Die Firma führt dieselbe Vorführung jeden Frühling auf drei regionalen Messen vor, in drei verschiedenen Städten, mit wechselnden Leuten am Stand. Zurück im Büro war die Nachbesprechung nach jeder Messe immer nur ein Raten. Kam der Klapp-und-Einrast-Moment besser an als der Belastungstest beim Beladen? War die Dienstagnachmittagsmenge in Denver tatsächlich interessierter, oder nur größer? Niemand hatte etwas vorzuweisen außer der Erinnerung und wer im Raum am lautesten argumentierte.
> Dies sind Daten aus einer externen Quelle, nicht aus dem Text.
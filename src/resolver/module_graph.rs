//! ModuleGraph - the resolved project model.
//!
//! Modules are nodes; module dependencies are edges weighted with their
//! exported flag. The graph is built in one resolution pass and is
//! read-only for the consumer afterwards.

use std::collections::HashMap;

use petgraph::graph::{DiGraph, NodeIndex};
use petgraph::visit::EdgeRef;
use petgraph::Direction;

use crate::core::{Module, TargetAddress};
use crate::resolver::errors::SuppressedCycle;

/// Identifier of a module within one graph.
pub type ModuleId = NodeIndex;

/// An outgoing module dependency.
#[derive(Debug, Clone, Copy, PartialEq, Eq)]
pub struct ModuleDependency {
    pub module: ModuleId,
    pub exported: bool,
}

/// What happened to a requested module dependency.
#[derive(Debug, Clone, Copy, PartialEq, Eq)]
pub enum EdgeOutcome {
    /// The edge was added
    Added,
    /// The same edge already existed; the first one is kept
    Duplicate,
    /// A module never depends on itself
    SelfEdge,
    /// The reverse edge already existed; this one was dropped
    Cycle,
}

/// The resolved module graph.
#[derive(Debug, Clone, Default)]
pub struct ModuleGraph {
    /// Modules and their dependencies
    graph: DiGraph<Module, bool>,

    /// Module by name
    by_name: HashMap<String, ModuleId>,

    /// Module created for each target address
    by_address: HashMap<TargetAddress, ModuleId>,

    /// Edges dropped to keep the graph free of two-module cycles
    suppressed: Vec<SuppressedCycle>,
}

impl ModuleGraph {
    /// Create an empty graph.
    pub fn new() -> Self {
        ModuleGraph::default()
    }

    /// Add a module.
    ///
    /// A module whose name is taken gets the first free `_2`, `_3`, ...
    /// suffix.
    pub fn add_module(&mut self, mut module: Module) -> ModuleId {
        if self.by_name.contains_key(module.name()) {
            let base = module.name().to_string();
            let mut n = 2;
            let mut unique = format!("{}_{}", base, n);
            while self.by_name.contains_key(&unique) {
                n += 1;
                unique = format!("{}_{}", base, n);
            }
            tracing::debug!("module name `{}` is taken, using `{}`", module.name(), unique);
            module.set_name(unique);
        }

        let name = module.name().to_string();
        let address = module.address().cloned();
        let id = self.graph.add_node(module);

        self.by_name.insert(name, id);
        if let Some(address) = address {
            self.by_address.insert(address, id);
        }
        id
    }

    /// Get a module.
    ///
    /// # Panics
    ///
    /// Panics if `id` does not belong to this graph.
    pub fn module(&self, id: ModuleId) -> &Module {
        &self.graph[id]
    }

    /// Get a module mutably.
    pub fn module_mut(&mut self, id: ModuleId) -> &mut Module {
        &mut self.graph[id]
    }

    /// Find a module by name.
    pub fn find(&self, name: &str) -> Option<ModuleId> {
        self.by_name.get(name).copied()
    }

    /// The module created for a target, if one was.
    pub fn for_target(&self, address: &TargetAddress) -> Option<ModuleId> {
        self.by_address.get(address).copied()
    }

    /// Iterate over modules in creation order.
    pub fn modules(&self) -> impl Iterator<Item = (ModuleId, &Module)> {
        self.graph
            .node_indices()
            .map(move |id| (id, &self.graph[id]))
    }

    /// Number of modules.
    pub fn len(&self) -> usize {
        self.graph.node_count()
    }

    /// Check if empty.
    pub fn is_empty(&self) -> bool {
        self.graph.node_count() == 0
    }

    /// Add a dependency edge `from -> to`.
    ///
    /// The edge is dropped when `to` already depends on `from`: whichever
    /// direction is added first wins.
    pub fn add_dependency(&mut self, from: ModuleId, to: ModuleId, exported: bool) -> EdgeOutcome {
        if from == to {
            return EdgeOutcome::SelfEdge;
        }

        if self.graph.contains_edge(to, from) {
            let cycle = SuppressedCycle {
                from: self.graph[from].name().to_string(),
                to: self.graph[to].name().to_string(),
            };
            tracing::debug!(
                "Found cyclic dependency between {} and {}",
                cycle.to,
                cycle.from
            );
            self.suppressed.push(cycle);
            return EdgeOutcome::Cycle;
        }

        if self.graph.contains_edge(from, to) {
            return EdgeOutcome::Duplicate;
        }

        self.graph.add_edge(from, to, exported);
        EdgeOutcome::Added
    }

    /// Direct dependencies of a module, in the order they were added.
    pub fn dependencies(&self, id: ModuleId) -> Vec<ModuleDependency> {
        let mut edges: Vec<_> = self
            .graph
            .edges(id)
            .map(|edge| {
                (
                    edge.id(),
                    ModuleDependency {
                        module: edge.target(),
                        exported: *edge.weight(),
                    },
                )
            })
            .collect();
        edges.sort_by_key(|(edge, _)| *edge);
        edges.into_iter().map(|(_, dep)| dep).collect()
    }

    /// Modules that depend on the given module, in creation order.
    pub fn dependents(&self, id: ModuleId) -> Vec<ModuleId> {
        let mut dependents: Vec<_> = self
            .graph
            .neighbors_directed(id, Direction::Incoming)
            .collect();
        dependents.sort();
        dependents.dedup();
        dependents
    }

    /// Whether `from` depends directly on `to`.
    pub fn depends_on(&self, from: ModuleId, to: ModuleId) -> bool {
        self.graph.contains_edge(from, to)
    }

    /// Edges dropped by cycle suppression, in the order they were met.
    pub fn suppressed_cycles(&self) -> &[SuppressedCycle] {
        &self.suppressed
    }
}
Einer der Standbetreuer druckte eine kleine laminierte Karte aus und klebte sie genau an die Stelle, an der das Gestell in seine eingerastete Position einklickt - genau die Sekunde, in der die Vorführung ihren interessanten Moment hat. Unter dem QR-Code zwei Buttons: Like, wenn das schick war, und Danke, wenn es tatsächlich nützlich war, das zu sehen. Ein Besucher richtet einfach seine Handykamera auf den Code und tippt einmal. Keine App zu installieren, kein Formular auszufüllen - nur der Besitzer des Codes braucht die Ping-Click-App, um überhaupt etwas zu empfangen, und einen Code einzurichten kostet nichts.
Schon die erste Messe veränderte, wie das Team eine Menschenmenge las. Das Handy in der Tasche des Vorführers vibrierte in Echtzeit, genau in dem Moment, in dem das Gestell einrastete, nicht irgendwann später. Eine Menge, die genauso ausgesehen hatte wie die beiden davor, hatte in dem einen Augenblick des Einklickens sechs Likes gesendet - der Belastungstest ein paar Minuten später bekam einen einzigen. Der Moment zählte mehr, als die Größe der Menge es je getan hatte.
Weil jede Messe ihren eigenen Code hatte, verrieten die Benachrichtigungen, welcher Stand gemeint war, ohne dass später jemand Notizen vergleichen musste. Denvers Nachmittagsslot pingte stark. Columbus machte vor der Mittagspause kaum einen Ton. Es lag nicht daran, dass eine Stadt das Produkt mehr mochte - es lag daran, dass der Vorführer über den guten Teil hinweghastete, um zum nächsten Besucher zu kommen. Sie begannen, die langsame Strecke zu kürzen und direkt mit dem Einrasten zu eröffnen.
Die Mitarbeiterin, die früher unsicher zurück ins Hotel lief und nicht wusste, ob eine ruhige Menge einen schlechten Tag bedeutete, schaut jetzt in der Pause auf ihr Handy und findet dort drei Dankeschöns von einem Stand, den sie benennen kann, von Fremden, die kein einziges Wort laut gesagt, aber trotzdem getippt haben. Es ist keine Verkaufszahl. Es ist einfach der Beweis, dass es für eine Sekunde, an diesem Klappgestell, jemand wirklich ernst gemeint hat.